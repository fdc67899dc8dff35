//! Address bar: breadcrumbs, free-text path entry, and backend search.

use crate::folder::input::TextInput;
use crate::folder::path;

/// What the bar is currently showing.
#[derive(Debug, Clone, PartialEq, Eq, Default)]
pub enum AddressMode {
    #[default]
    Breadcrumbs,
    Editing(TextInput),
    Search(TextInput),
}

/// Outcome of pressing Enter in the bar.
#[derive(Debug, Clone, PartialEq, Eq)]
pub enum AddressCommand {
    /// Ask the backend whether this path exists before navigating.
    Validate(String),
    /// Rejected without a backend call (outside the root namespace).
    Invalid(String),
    Search(String),
    ClearSearch,
    None,
}

#[derive(Debug, Clone, Default)]
pub struct AddressBar {
    pub mode: AddressMode,
}

impl AddressBar {
    /// Breadcrumb `(label, path)` pairs for `current` under `root`.
    pub fn crumbs(current: &str, root: &str) -> Vec<(String, String)> {
        path::segments(current, root)
    }

    /// Path to navigate to when crumb `index` is clicked.
    pub fn crumb_target(current: &str, root: &str, index: usize) -> Option<String> {
        Self::crumbs(current, root)
            .into_iter()
            .nth(index)
            .map(|(_, p)| p)
    }

    pub fn is_editing(&self) -> bool {
        !matches!(self.mode, AddressMode::Breadcrumbs)
    }

    pub fn is_searching(&self) -> bool {
        matches!(self.mode, AddressMode::Search(_))
    }

    /// Switch to free-text entry, pre-filled with the current path.
    pub fn begin_edit(&mut self, current: &str) {
        self.mode = AddressMode::Editing(TextInput::with_value(current));
    }

    pub fn begin_search(&mut self, query: &str) {
        self.mode = AddressMode::Search(TextInput::with_value(query));
    }

    /// Esc: back to breadcrumbs without navigating.
    pub fn cancel(&mut self) -> AddressCommand {
        let was_search = self.is_searching();
        self.mode = AddressMode::Breadcrumbs;
        if was_search {
            AddressCommand::ClearSearch
        } else {
            AddressCommand::None
        }
    }

    pub fn input_mut(&mut self) -> Option<&mut TextInput> {
        match &mut self.mode {
            AddressMode::Editing(input) | AddressMode::Search(input) => Some(input),
            AddressMode::Breadcrumbs => None,
        }
    }

    pub fn input(&self) -> Option<&TextInput> {
        match &self.mode {
            AddressMode::Editing(input) | AddressMode::Search(input) => Some(input),
            AddressMode::Breadcrumbs => None,
        }
    }

    /// Enter. Editing stays open until the validation response arrives;
    /// search stays open while results are shown.
    pub fn submit(&mut self, root: &str) -> AddressCommand {
        match &self.mode {
            AddressMode::Breadcrumbs => AddressCommand::None,
            AddressMode::Editing(input) => {
                let target = path::normalize(&input.value);
                if path::is_within(&target, &path::normalize(root)) {
                    AddressCommand::Validate(target)
                } else {
                    self.mode = AddressMode::Breadcrumbs;
                    AddressCommand::Invalid(target)
                }
            }
            AddressMode::Search(input) => {
                let query = input.value.trim().to_string();
                if query.is_empty() {
                    self.mode = AddressMode::Breadcrumbs;
                    AddressCommand::ClearSearch
                } else {
                    AddressCommand::Search(query)
                }
            }
        }
    }

    /// The backend answered a `Validate`; leave edit mode either way.
    pub fn finish_edit(&mut self) {
        if matches!(self.mode, AddressMode::Editing(_)) {
            self.mode = AddressMode::Breadcrumbs;
        }
    }
}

▶ [WHAT IS NEEDED] Every line of the listing above is to be set down again without any change.

▶ [EXERCISE ANSWER]
repository fdc67899dc8dff35
//! Address bar: breadcrumbs, free-text path entry, and backend search.

use crate::folder::input::TextInput;
use crate::folder::path;

/// What the bar is currently showing.
#[derive(Debug, Clone, PartialEq, Eq, Default)]
pub enum AddressMode {
    #[default]
    Breadcrumbs,
    Editing(TextInput),
    Search(TextInput),
}

/// Outcome of pressing Enter in the bar.
#[derive(Debug, Clone, PartialEq, Eq)]
pub enum AddressCommand {
    /// Ask the backend whether this path exists before navigating.
    Validate(String),
    /// Rejected without a backend call (outside the root namespace).
    Invalid(String),
    Search(String),
    ClearSearch,
    None,
}

#[derive(Debug, Clone, Default)]
pub struct AddressBar {
    pub mode: AddressMode,
}

impl AddressBar {
    /// Breadcrumb `(label, path)` pairs for `current` under `root`.
    pub fn crumbs(current: &str, root: &str) -> Vec<(String, String)> {
        path::segments(current, root)
    }

    /// Path to navigate to when crumb `index` is clicked.
    pub fn crumb_target(current: &str, root: &str, index: usize) -> Option<String> {
        Self::crumbs(current, root)
            .into_iter()
            .nth(index)
            .map(|(_, p)| p)
    }

    pub fn is_editing(&self) -> bool {
        !matches!(self.mode, AddressMode::Breadcrumbs)
    }

    pub fn is_searching(&self) -> bool {
        matches!(self.mode, AddressMode::Search(_))
    }

    /// Switch to free-text entry, pre-filled with the current path.
    pub fn begin_edit(&mut self, current: &str) {
        self.mode = AddressMode::Editing(TextInput::with_value(current));
    }

    pub fn begin_search(&mut self, query: &str) {
        self.mode = AddressMode::Search(TextInput::with_value(query));
    }

    /// Esc: back to breadcrumbs without navigating.
    pub fn cancel(&mut self) -> AddressCommand {
        let was_search = self.is_searching();
        self.mode = AddressMode::Breadcrumbs;
        if was_search {
            AddressCommand::ClearSearch
        } else {
            AddressCommand::None
        }
    }

    pub fn input_mut(&mut self) -> Option<&mut TextInput> {
        match &mut self.mode {
            AddressMode::Editing(input) | AddressMode::Search(input) => Some(input),
            AddressMode::Breadcrumbs => None,
        }
    }

    pub fn input(&self) -> Option<&TextInput> {
        match &self.mode {
            AddressMode::Editing(input) | AddressMode::Search(input) => Some(input),
            AddressMode::Breadcrumbs => None,
        }
    }

    /// Enter. Editing stays open until the validation response arrives;
    /// search stays open while results are shown.
    pub fn submit(&mut self, root: &str) -> AddressCommand {
        match &self.mode {
            AddressMode::Breadcrumbs => AddressCommand::None,
            AddressMode::Editing(input) => {
                let target = path::normalize(&input.value);
                if path::is_within(&target, &path::normalize(root)) {
                    AddressCommand::Validate(target)
                } else {
                    self.mode = AddressMode::Breadcrumbs;
                    AddressCommand::Invalid(target)
                }
            }
            AddressMode::Search(input) => {
                let query = input.value.trim().to_string();
                if query.is_empty() {
                    self.mode = AddressMode::Breadcrumbs;
                    AddressCommand::ClearSearch
                } else {
                    AddressCommand::Search(query)
                }
            }
        }
    }

    /// The backend answered a `Validate`; leave edit mode either way.
    pub fn finish_edit(&mut self) {
        if matches!(self.mode, AddressMode::Editing(_)) {
            self.mode = AddressMode::Breadcrumbs;
        }
    }
}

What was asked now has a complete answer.